[Work to complete] Return every line of the data that contains the string "external".

[Dataset entries]
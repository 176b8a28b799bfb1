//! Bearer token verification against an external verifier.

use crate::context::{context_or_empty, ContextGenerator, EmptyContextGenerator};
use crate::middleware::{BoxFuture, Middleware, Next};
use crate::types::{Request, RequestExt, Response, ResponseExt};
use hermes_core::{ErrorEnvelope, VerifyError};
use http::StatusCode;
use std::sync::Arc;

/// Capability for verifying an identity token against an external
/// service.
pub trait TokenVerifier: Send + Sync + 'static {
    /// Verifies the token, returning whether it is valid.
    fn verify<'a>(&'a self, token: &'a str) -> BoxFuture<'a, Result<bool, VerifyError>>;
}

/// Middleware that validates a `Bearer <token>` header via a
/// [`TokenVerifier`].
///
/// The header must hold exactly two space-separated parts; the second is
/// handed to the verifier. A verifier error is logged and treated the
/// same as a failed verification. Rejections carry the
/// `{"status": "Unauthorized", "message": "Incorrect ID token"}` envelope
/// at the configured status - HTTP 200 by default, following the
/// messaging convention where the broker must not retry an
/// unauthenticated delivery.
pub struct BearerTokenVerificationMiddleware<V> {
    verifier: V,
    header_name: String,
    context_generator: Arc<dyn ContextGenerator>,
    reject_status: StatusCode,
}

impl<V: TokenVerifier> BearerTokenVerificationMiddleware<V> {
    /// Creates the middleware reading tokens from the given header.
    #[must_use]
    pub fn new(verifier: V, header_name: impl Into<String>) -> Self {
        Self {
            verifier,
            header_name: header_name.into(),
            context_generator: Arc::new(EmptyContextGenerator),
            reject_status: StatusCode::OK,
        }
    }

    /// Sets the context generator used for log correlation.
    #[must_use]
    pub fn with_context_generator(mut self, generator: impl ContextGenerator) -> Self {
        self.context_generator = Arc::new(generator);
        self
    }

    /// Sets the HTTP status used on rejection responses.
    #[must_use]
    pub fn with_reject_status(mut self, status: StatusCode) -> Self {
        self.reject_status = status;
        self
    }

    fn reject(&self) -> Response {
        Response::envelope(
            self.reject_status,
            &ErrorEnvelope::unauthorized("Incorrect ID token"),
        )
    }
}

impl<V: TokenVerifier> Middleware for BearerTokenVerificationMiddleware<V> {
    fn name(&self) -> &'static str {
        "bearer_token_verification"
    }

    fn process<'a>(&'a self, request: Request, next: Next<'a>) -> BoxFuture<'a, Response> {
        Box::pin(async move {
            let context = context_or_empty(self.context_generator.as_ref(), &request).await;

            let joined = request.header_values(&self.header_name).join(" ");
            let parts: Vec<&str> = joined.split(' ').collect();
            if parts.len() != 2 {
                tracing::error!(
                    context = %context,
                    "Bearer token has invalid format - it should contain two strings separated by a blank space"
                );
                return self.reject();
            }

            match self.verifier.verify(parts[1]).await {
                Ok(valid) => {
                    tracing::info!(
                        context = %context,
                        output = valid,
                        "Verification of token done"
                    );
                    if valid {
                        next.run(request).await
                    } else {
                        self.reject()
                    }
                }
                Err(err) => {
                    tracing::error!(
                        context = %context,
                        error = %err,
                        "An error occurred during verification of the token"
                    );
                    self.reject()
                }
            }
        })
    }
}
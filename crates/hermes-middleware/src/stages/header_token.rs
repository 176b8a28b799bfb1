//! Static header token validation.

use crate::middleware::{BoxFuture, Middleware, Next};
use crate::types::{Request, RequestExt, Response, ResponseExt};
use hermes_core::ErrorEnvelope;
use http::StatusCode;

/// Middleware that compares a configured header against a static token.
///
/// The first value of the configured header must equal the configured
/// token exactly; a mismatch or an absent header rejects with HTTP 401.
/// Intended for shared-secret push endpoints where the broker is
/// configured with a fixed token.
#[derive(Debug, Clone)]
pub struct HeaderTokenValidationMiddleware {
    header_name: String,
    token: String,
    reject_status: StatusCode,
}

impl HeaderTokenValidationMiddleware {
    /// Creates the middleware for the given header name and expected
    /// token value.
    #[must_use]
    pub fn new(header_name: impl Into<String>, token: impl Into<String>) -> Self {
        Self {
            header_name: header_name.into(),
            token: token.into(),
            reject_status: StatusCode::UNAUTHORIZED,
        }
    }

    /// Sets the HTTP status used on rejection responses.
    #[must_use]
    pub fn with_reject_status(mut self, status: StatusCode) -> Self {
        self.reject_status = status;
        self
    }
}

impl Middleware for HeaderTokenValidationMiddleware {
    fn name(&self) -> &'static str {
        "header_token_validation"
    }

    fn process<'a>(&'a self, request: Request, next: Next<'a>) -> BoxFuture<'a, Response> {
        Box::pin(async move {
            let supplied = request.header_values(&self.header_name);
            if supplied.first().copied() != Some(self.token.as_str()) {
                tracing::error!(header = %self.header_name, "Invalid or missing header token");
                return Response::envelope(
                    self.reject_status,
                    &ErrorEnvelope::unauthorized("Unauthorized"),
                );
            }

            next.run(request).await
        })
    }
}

[Reply]
//! Bearer token verification against an external verifier.
/// Capability for verifying an identity token against an external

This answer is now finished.